** WHAT THIS TASK INVOLVES **
Each and every line of the data must appear exactly as given.

** RECORDS SHOWN **
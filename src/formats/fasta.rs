//! FASTA reading and writing.
//!
//! ## FASTA Format
//!
//! ```text
//! >sequence_identifier optional description
//! ATGGCTAAACTG...
//! >another_sequence
//! ATGTGGTAA...
//! ```
//!
//! Sequence lines are concatenated with internal whitespace removed. Case is
//! preserved; analysis normalizes it later. A header with no sequence lines
//! yields an empty record rather than being dropped.

use std::io::{self, BufRead, Write};

use thiserror::Error;

use crate::model::Sequence;

/// Line width used when writing FASTA.
pub const FASTA_LINE_WIDTH: usize = 60;

/// Errors that can occur during FASTA parsing.
#[derive(Error, Debug)]
pub enum FastaError {
    #[error("Failed to read input: {0}")]
    IoError(#[from] std::io::Error),

    #[error("No FASTA records found")]
    EmptyFile,

    #[error("Empty sequence identifier at line {0}")]
    EmptyIdentifier(usize),

    #[error("Sequence without header at line {0}")]
    SequenceWithoutHeader(usize),
}

/// Result type for FASTA operations.
pub type FastaResult<T> = Result<T, FastaError>;

/// Accumulates records line by line.
#[derive(Default)]
struct RecordBuilder {
    records: Vec<Sequence>,
    current_id: Option<String>,
    current_seq: Vec<u8>,
}

impl RecordBuilder {
    fn push_line(&mut self, line: &str, line_number: usize) -> FastaResult<()> {
        let line = line.trim();
        if line.is_empty() {
            return Ok(());
        }

        if let Some(header) = line.strip_prefix('>') {
            self.finish_record();
            // Identifier is everything before the first space
            let id = header.split_whitespace().next().unwrap_or("");
            if id.is_empty() {
                return Err(FastaError::EmptyIdentifier(line_number));
            }
            self.current_id = Some(id.to_string());
        } else {
            if self.current_id.is_none() {
                return Err(FastaError::SequenceWithoutHeader(line_number));
            }
            self.current_seq
                .extend(line.bytes().filter(|b| !b.is_ascii_whitespace()));
        }
        Ok(())
    }

    fn finish_record(&mut self) {
        if let Some(id) = self.current_id.take() {
            let data = std::mem::take(&mut self.current_seq);
            self.records.push(Sequence::from_bytes(id, data));
        }
    }

    fn finish(mut self) -> FastaResult<Vec<Sequence>> {
        self.finish_record();
        if self.records.is_empty() {
            return Err(FastaError::EmptyFile);
        }
        Ok(self.records)
    }
}

/// Parses FASTA content from a reader.
pub fn parse_fasta<R: BufRead>(reader: R) -> FastaResult<Vec<Sequence>> {
    let mut builder = RecordBuilder::default();
    for (index, line) in reader.lines().enumerate() {
        builder.push_line(&line?, index + 1)?;
    }
    builder.finish()
}

/// Parses FASTA content from a string.
pub fn parse_fasta_str(content: &str) -> FastaResult<Vec<Sequence>> {
    parse_fasta(content.as_bytes())
}

/// Writes records as FASTA, wrapping sequence lines at `width` columns
/// (0 disables wrapping).
pub fn write_fasta<'a, W, I>(writer: &mut W, records: I, width: usize) -> io::Result<()>
where
    W: Write,
    I: IntoIterator<Item = &'a Sequence>,
{
    for record in records {
        writeln!(writer, ">{}", record.id)?;
        if width == 0 {
            writeln!(writer, "{}", record.as_str())?;
            continue;
        }
        for chunk in record.data.as_bytes().chunks(width) {
            writer.write_all(chunk)?;
            writer.write_all(b"\n")?;
        }
    }
    Ok(())
}

#[cfg(test)]
mod tests {
    use super::*;

    #[test]
    fn test_parse_simple_fasta() {
        let records = parse_fasta_str(">seq1\nACGT\n>seq2\nTGCA\n").unwrap();
        assert_eq!(records.len(), 2);
        assert_eq!(records[0].id, "seq1");
        assert_eq!(records[0].as_str(), "ACGT");
        assert_eq!(records[1].id, "seq2");
        assert_eq!(records[1].as_str(), "TGCA");
    }

    #[test]
    fn test_parse_multiline_sequence() {
        let records = parse_fasta_str(">seq1\nACGT\nTG CA\nAAAA\n").unwrap();
        assert_eq!(records.len(), 1);
        assert_eq!(records[0].as_str(), "ACGTTGCAAAAA");
    }

    #[test]
    fn test_parse_with_description_and_blank_lines() {
        let records = parse_fasta_str("\n>seq1 a description\nacgt\n\n>seq2\n\nTGCA\n").unwrap();
        assert_eq!(records[0].id, "seq1");
        // Case is preserved
        assert_eq!(records[0].as_str(), "acgt");
        assert_eq!(records[1].as_str(), "TGCA");
    }

    #[test]
    fn test_header_without_sequence_is_kept() {
        let records = parse_fasta_str(">empty\n>seq\nATG\n").unwrap();
        assert_eq!(records.len(), 2);
        assert!(records[0].is_empty());
        assert_eq!(records[1].as_str(), "ATG");
    }

    #[test]
    fn test_errors() {
        assert!(matches!(parse_fasta_str(""), Err(FastaError::EmptyFile)));
        assert!(matches!(parse_fasta_str("\n  \n"), Err(FastaError::EmptyFile)));
        assert!(matches!(
            parse_fasta_str("ACGT\n>seq1\nTGCA\n"),
            Err(FastaError::SequenceWithoutHeader(1))
        ));
        assert!(matches!(
            parse_fasta_str(">seq1\nACGT\n> \nTT\n"),
            Err(FastaError::EmptyIdentifier(3))
        ));
    }

    #[test]
    fn test_reader_crlf() {
        let content = ">a desc\r\nATG\r\nGCT\r\n>b\r\nTAA\r\n";
        let records = parse_fasta(io::Cursor::new(content)).unwrap();
        assert_eq!(records, vec![Sequence::new("a", "ATGGCT"), Sequence::new("b", "TAA")]);
        assert_eq!(records, parse_fasta_str(content).unwrap());
    }

    #[test]
    fn test_write_fasta_wraps() {
        let records = vec![Sequence::new("long", "A".repeat(130)), Sequence::new("short", "ATG")];
        let mut out = Vec::new();
        write_fasta(&mut out, &records, FASTA_LINE_WIDTH).unwrap();
        let text = String::from_utf8(out).unwrap();
        let lines: Vec<&str> = text.lines().collect();
        assert_eq!(lines[0], ">long");
        assert_eq!(lines[1].len(), 60);
        assert_eq!(lines[2].len(), 60);
        assert_eq!(lines[3].len(), 10);
        assert_eq!(lines[4], ">short");
        assert_eq!(lines[5], "ATG");

        let mut out = Vec::new();
        write_fasta(&mut out, &records[1..], 0).unwrap();
        assert_eq!(String::from_utf8(out).unwrap(), ">short\nATG\n");
    }

    #[test]
    fn test_write_then_parse() {
        let records = vec![Sequence::new("r1", "ATGC".repeat(40))];
        let mut out = Vec::new();
        write_fasta(&mut out, &records, 60).unwrap();
        assert_eq!(parse_fasta(out.as_slice()).unwrap(), records);
    }
}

** TASK OUTPUT **
filename src/formats/fasta.rs
//! FASTA reading and writing.
//!
//! ## FASTA Format
//!
//! ```text
//! >sequence_identifier optional description
//! ATGGCTAAACTG...
//! >another_sequence
//! ATGTGGTAA...
//! ```
//!
//! Sequence lines are concatenated with internal whitespace removed. Case is
//! preserved; analysis normalizes it later. A header with no sequence lines
//! yields an empty record rather than being dropped.

use std::io::{self, BufRead, Write};

use thiserror::Error;

use crate::model::Sequence;

/// Line width used when writing FASTA.
pub const FASTA_LINE_WIDTH: usize = 60;

/// Errors that can occur during FASTA parsing.
#[derive(Error, Debug)]
pub enum FastaError {
    #[error("Failed to read input: {0}")]
    IoError(#[from] std::io::Error),

    #[error("No FASTA records found")]
    EmptyFile,

    #[error("Empty sequence identifier at line {0}")]
    EmptyIdentifier(usize),

    #[error("Sequence without header at line {0}")]
    SequenceWithoutHeader(usize),
}

/// Result type for FASTA operations.
pub type FastaResult<T> = Result<T, FastaError>;

/// Accumulates records line by line.
#[derive(Default)]
struct RecordBuilder {
    records: Vec<Sequence>,
    current_id: Option<String>,
    current_seq: Vec<u8>,
}

impl RecordBuilder {
    fn push_line(&mut self, line: &str, line_number: usize) -> FastaResult<()> {
        let line = line.trim();
        if line.is_empty() {
            return Ok(());
        }

        if let Some(header) = line.strip_prefix('>') {
            self.finish_record();
            // Identifier is everything before the first space
            let id = header.split_whitespace().next().unwrap_or("");
            if id.is_empty() {
                return Err(FastaError::EmptyIdentifier(line_number));
            }
            self.current_id = Some(id.to_string());
        } else {
            if self.current_id.is_none() {
                return Err(FastaError::SequenceWithoutHeader(line_number));
            }
            self.current_seq
                .extend(line.bytes().filter(|b| !b.is_ascii_whitespace()));
        }
        Ok(())
    }

    fn finish_record(&mut self) {
        if let Some(id) = self.current_id.take() {
            let data = std::mem::take(&mut self.current_seq);
            self.records.push(Sequence::from_bytes(id, data));
        }
    }

    fn finish(mut self) -> FastaResult<Vec<Sequence>> {
        self.finish_record();
        if self.records.is_empty() {
            return Err(FastaError::EmptyFile);
        }
        Ok(self.records)
    }
}

/// Parses FASTA content from a reader.
pub fn parse_fasta<R: BufRead>(reader: R) -> FastaResult<Vec<Sequence>> {
    let mut builder = RecordBuilder::default();
    for (index, line) in reader.lines().enumerate() {
        builder.push_line(&line?, index + 1)?;
    }
    builder.finish()
}

/// Parses FASTA content from a string.
pub fn parse_fasta_str(content: &str) -> FastaResult<Vec<Sequence>> {
    parse_fasta(content.as_bytes())
}

/// Writes records as FASTA, wrapping sequence lines at `width` columns
/// (0 disables wrapping).
pub fn write_fasta<'a, W, I>(writer: &mut W, records: I, width: usize) -> io::Result<()>
where
    W: Write,
    I: IntoIterator<Item = &'a Sequence>,
{
    for record in records {
        writeln!(writer, ">{}", record.id)?;
        if width == 0 {
            writeln!(writer, "{}", record.as_str())?;
            continue;
        }
        for chunk in record.data.as_bytes().chunks(width) {
            writer.write_all(chunk)?;
            writer.write_all(b"\n")?;
        }
    }
    Ok(())
}

#[cfg(test)]
mod tests {
    use super::*;

    #[test]
    fn test_parse_simple_fasta() {
        let records = parse_fasta_str(">seq1\nACGT\n>seq2\nTGCA\n").unwrap();
        assert_eq!(records.len(), 2);
        assert_eq!(records[0].id, "seq1");
        assert_eq!(records[0].as_str(), "ACGT");
        assert_eq!(records[1].id, "seq2");
        assert_eq!(records[1].as_str(), "TGCA");
    }

    #[test]
    fn test_parse_multiline_sequence() {
        let records = parse_fasta_str(">seq1\nACGT\nTG CA\nAAAA\n").unwrap();
        assert_eq!(records.len(), 1);
        assert_eq!(records[0].as_str(), "ACGTTGCAAAAA");
    }

    #[test]
    fn test_parse_with_description_and_blank_lines() {
        let records = parse_fasta_str("\n>seq1 a description\nacgt\n\n>seq2\n\nTGCA\n").unwrap();
        assert_eq!(records[0].id, "seq1");
        // Case is preserved
        assert_eq!(records[0].as_str(), "acgt");
        assert_eq!(records[1].as_str(), "TGCA");
    }

    #[test]
    fn test_header_without_sequence_is_kept() {
        let records = parse_fasta_str(">empty\n>seq\nATG\n").unwrap();
        assert_eq!(records.len(), 2);
        assert!(records[0].is_empty());
        assert_eq!(records[1].as_str(), "ATG");
    }

    #[test]
    fn test_errors() {
        assert!(matches!(parse_fasta_str(""), Err(FastaError::EmptyFile)));
        assert!(matches!(parse_fasta_str("\n  \n"), Err(FastaError::EmptyFile)));
        assert!(matches!(
            parse_fasta_str("ACGT\n>seq1\nTGCA\n"),
            Err(FastaError::SequenceWithoutHeader(1))
        ));
        assert!(matches!(
            parse_fasta_str(">seq1\nACGT\n> \nTT\n"),
            Err(FastaError::EmptyIdentifier(3))
        ));
    }

    #[test]
    fn test_reader_crlf() {
        let content = ">a desc\r\nATG\r\nGCT\r\n>b\r\nTAA\r\n";
        let records = parse_fasta(io::Cursor::new(content)).unwrap();
        assert_eq!(records, vec![Sequence::new("a", "ATGGCT"), Sequence::new("b", "TAA")]);
        assert_eq!(records, parse_fasta_str(content).unwrap());
    }

    #[test]
    fn test_write_fasta_wraps() {
        let records = vec![Sequence::new("long", "A".repeat(130)), Sequence::new("short", "ATG")];
        let mut out = Vec::new();
        write_fasta(&mut out, &records, FASTA_LINE_WIDTH).unwrap();
        let text = String::from_utf8(out).unwrap();
        let lines: Vec<&str> = text.lines().collect();
        assert_eq!(lines[0], ">long");
        assert_eq!(lines[1].len(), 60);
        assert_eq!(lines[2].len(), 60);
        assert_eq!(lines[3].len(), 10);
        assert_eq!(lines[4], ">short");
        assert_eq!(lines[5], "ATG");

        let mut out = Vec::new();
        write_fasta(&mut out, &records[1..], 0).unwrap();
        assert_eq!(String::from_utf8(out).unwrap(), ">short\nATG\n");
    }

    #[test]
    fn test_write_then_parse() {
        let records = vec![Sequence::new("r1", "ATGC".repeat(40))];
        let mut out = Vec::new();
        write_fasta(&mut out, &records, 60).unwrap();
        assert_eq!(parse_fasta(out.as_slice()).unwrap(), records);
    }
}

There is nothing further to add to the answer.